Task: Please work out how many lines below contain the word "Clone", and reply with only that number.

+ + + + +

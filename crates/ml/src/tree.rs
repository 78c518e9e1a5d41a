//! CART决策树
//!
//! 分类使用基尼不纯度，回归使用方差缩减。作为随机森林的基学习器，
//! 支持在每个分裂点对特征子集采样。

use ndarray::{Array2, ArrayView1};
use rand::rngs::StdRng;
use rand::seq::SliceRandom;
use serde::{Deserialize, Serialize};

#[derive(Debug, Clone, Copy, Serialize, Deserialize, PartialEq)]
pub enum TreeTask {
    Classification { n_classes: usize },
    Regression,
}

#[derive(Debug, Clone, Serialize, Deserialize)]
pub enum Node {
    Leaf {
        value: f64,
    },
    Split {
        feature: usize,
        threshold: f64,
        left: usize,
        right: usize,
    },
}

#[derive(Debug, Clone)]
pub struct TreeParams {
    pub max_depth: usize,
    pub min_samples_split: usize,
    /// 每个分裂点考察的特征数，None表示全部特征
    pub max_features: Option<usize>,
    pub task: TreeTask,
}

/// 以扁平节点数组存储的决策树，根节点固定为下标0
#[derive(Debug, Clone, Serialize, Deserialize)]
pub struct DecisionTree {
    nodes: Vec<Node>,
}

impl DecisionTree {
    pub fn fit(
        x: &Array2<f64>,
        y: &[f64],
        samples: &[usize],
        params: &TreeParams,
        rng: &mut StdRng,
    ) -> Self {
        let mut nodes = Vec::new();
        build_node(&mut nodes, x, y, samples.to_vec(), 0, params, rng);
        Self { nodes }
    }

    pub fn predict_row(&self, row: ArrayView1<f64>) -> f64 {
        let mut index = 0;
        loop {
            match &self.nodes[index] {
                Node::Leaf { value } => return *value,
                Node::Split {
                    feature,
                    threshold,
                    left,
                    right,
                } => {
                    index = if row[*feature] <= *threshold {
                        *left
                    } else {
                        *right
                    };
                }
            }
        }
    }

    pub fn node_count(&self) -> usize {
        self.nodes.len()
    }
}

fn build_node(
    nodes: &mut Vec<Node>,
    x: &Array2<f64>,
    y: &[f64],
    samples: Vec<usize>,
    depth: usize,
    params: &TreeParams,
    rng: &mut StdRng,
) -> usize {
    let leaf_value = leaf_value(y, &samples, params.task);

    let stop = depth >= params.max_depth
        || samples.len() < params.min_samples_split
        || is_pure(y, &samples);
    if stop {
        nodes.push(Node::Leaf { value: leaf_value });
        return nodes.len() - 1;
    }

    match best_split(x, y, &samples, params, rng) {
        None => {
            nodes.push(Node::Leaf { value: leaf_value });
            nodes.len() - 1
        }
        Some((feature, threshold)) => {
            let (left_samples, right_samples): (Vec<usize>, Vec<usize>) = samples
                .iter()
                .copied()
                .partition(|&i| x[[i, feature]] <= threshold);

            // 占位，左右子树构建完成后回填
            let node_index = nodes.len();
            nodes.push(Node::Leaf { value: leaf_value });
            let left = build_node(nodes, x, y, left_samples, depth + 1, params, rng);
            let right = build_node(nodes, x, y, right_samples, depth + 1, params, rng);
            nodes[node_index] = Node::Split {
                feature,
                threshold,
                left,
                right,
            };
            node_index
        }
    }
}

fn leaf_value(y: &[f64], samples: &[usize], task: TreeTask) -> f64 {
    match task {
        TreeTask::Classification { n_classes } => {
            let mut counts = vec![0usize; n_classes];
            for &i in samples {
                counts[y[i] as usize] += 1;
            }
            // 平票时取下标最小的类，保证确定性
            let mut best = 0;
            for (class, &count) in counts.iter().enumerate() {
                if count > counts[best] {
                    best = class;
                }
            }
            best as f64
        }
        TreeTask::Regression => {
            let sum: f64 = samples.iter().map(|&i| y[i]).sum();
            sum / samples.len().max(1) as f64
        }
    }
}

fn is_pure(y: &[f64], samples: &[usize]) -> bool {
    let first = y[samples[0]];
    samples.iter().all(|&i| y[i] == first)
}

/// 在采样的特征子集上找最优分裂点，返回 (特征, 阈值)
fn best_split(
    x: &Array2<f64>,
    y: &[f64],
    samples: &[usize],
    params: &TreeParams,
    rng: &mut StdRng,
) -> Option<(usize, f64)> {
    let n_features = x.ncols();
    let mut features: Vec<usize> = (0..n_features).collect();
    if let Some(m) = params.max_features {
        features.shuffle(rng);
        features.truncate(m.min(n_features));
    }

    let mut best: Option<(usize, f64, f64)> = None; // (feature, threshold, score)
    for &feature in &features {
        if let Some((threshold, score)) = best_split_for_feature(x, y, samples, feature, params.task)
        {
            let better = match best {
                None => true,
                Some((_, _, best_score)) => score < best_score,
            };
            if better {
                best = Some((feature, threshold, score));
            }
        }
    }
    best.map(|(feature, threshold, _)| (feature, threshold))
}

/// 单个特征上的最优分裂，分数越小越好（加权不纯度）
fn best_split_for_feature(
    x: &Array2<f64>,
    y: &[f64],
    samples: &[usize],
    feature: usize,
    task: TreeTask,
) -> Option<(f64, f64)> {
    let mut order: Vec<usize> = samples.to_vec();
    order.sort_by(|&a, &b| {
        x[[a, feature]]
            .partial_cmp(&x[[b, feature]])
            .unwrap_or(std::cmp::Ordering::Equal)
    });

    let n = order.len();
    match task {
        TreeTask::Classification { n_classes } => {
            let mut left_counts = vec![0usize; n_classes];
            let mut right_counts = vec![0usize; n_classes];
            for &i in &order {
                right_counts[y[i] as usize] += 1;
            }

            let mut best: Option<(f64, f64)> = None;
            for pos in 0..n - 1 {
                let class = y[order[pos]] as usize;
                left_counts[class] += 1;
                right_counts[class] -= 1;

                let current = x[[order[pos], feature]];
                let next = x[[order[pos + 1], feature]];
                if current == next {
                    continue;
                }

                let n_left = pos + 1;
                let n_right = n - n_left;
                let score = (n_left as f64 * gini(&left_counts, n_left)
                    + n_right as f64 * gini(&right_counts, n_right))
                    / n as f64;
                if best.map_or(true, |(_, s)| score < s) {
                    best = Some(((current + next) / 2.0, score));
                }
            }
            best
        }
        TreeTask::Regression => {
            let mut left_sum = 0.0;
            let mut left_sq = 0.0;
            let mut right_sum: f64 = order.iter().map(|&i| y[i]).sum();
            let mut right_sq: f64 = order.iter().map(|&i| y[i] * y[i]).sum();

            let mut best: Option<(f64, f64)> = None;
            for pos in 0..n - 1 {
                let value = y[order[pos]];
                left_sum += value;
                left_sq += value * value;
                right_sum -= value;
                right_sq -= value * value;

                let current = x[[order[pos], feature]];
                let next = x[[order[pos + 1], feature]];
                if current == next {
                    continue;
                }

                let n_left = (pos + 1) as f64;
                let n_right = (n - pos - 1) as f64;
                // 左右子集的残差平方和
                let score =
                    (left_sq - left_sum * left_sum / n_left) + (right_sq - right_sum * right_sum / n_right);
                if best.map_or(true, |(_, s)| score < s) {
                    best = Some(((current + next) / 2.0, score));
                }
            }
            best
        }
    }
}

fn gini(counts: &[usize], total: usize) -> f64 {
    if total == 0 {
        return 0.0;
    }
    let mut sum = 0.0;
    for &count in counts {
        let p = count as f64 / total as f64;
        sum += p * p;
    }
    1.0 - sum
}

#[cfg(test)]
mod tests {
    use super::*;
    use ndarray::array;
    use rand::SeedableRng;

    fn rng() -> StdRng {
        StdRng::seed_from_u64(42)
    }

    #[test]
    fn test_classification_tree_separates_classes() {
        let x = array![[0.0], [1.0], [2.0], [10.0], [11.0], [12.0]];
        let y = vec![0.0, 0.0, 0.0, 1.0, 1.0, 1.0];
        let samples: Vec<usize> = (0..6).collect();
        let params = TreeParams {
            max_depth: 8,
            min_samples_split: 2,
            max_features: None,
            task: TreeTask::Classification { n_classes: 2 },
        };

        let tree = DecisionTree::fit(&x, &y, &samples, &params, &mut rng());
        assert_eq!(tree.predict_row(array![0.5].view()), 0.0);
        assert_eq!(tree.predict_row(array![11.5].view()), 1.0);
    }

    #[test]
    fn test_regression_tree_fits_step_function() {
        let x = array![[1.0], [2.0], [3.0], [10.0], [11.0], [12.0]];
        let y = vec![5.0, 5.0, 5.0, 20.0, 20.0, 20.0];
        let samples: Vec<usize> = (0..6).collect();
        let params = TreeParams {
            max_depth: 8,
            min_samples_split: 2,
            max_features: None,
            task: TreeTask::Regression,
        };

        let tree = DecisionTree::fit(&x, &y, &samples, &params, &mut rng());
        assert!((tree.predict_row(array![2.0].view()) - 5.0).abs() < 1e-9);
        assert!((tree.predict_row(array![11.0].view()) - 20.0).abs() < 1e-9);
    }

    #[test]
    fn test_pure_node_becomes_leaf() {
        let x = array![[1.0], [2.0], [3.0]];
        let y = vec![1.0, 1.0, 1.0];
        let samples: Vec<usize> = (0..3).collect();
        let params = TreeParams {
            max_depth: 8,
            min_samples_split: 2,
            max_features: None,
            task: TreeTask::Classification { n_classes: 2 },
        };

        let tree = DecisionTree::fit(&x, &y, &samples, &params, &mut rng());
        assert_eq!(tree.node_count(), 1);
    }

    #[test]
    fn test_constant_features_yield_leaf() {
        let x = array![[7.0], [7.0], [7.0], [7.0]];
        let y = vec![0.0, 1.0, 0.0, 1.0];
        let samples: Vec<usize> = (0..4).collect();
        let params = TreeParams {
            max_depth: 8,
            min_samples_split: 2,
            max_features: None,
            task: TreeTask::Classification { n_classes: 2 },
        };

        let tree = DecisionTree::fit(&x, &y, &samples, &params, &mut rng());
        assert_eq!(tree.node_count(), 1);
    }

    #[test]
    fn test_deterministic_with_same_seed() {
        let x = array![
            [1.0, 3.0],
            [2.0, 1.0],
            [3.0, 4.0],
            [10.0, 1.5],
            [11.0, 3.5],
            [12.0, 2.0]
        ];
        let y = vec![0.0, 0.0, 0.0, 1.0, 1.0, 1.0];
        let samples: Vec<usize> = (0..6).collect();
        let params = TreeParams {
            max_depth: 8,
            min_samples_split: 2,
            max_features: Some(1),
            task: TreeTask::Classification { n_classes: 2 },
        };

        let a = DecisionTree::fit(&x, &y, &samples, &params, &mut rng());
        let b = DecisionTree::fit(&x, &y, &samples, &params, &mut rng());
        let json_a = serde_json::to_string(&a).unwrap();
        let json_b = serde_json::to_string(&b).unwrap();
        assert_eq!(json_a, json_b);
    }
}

+ + + + +

Task result: 4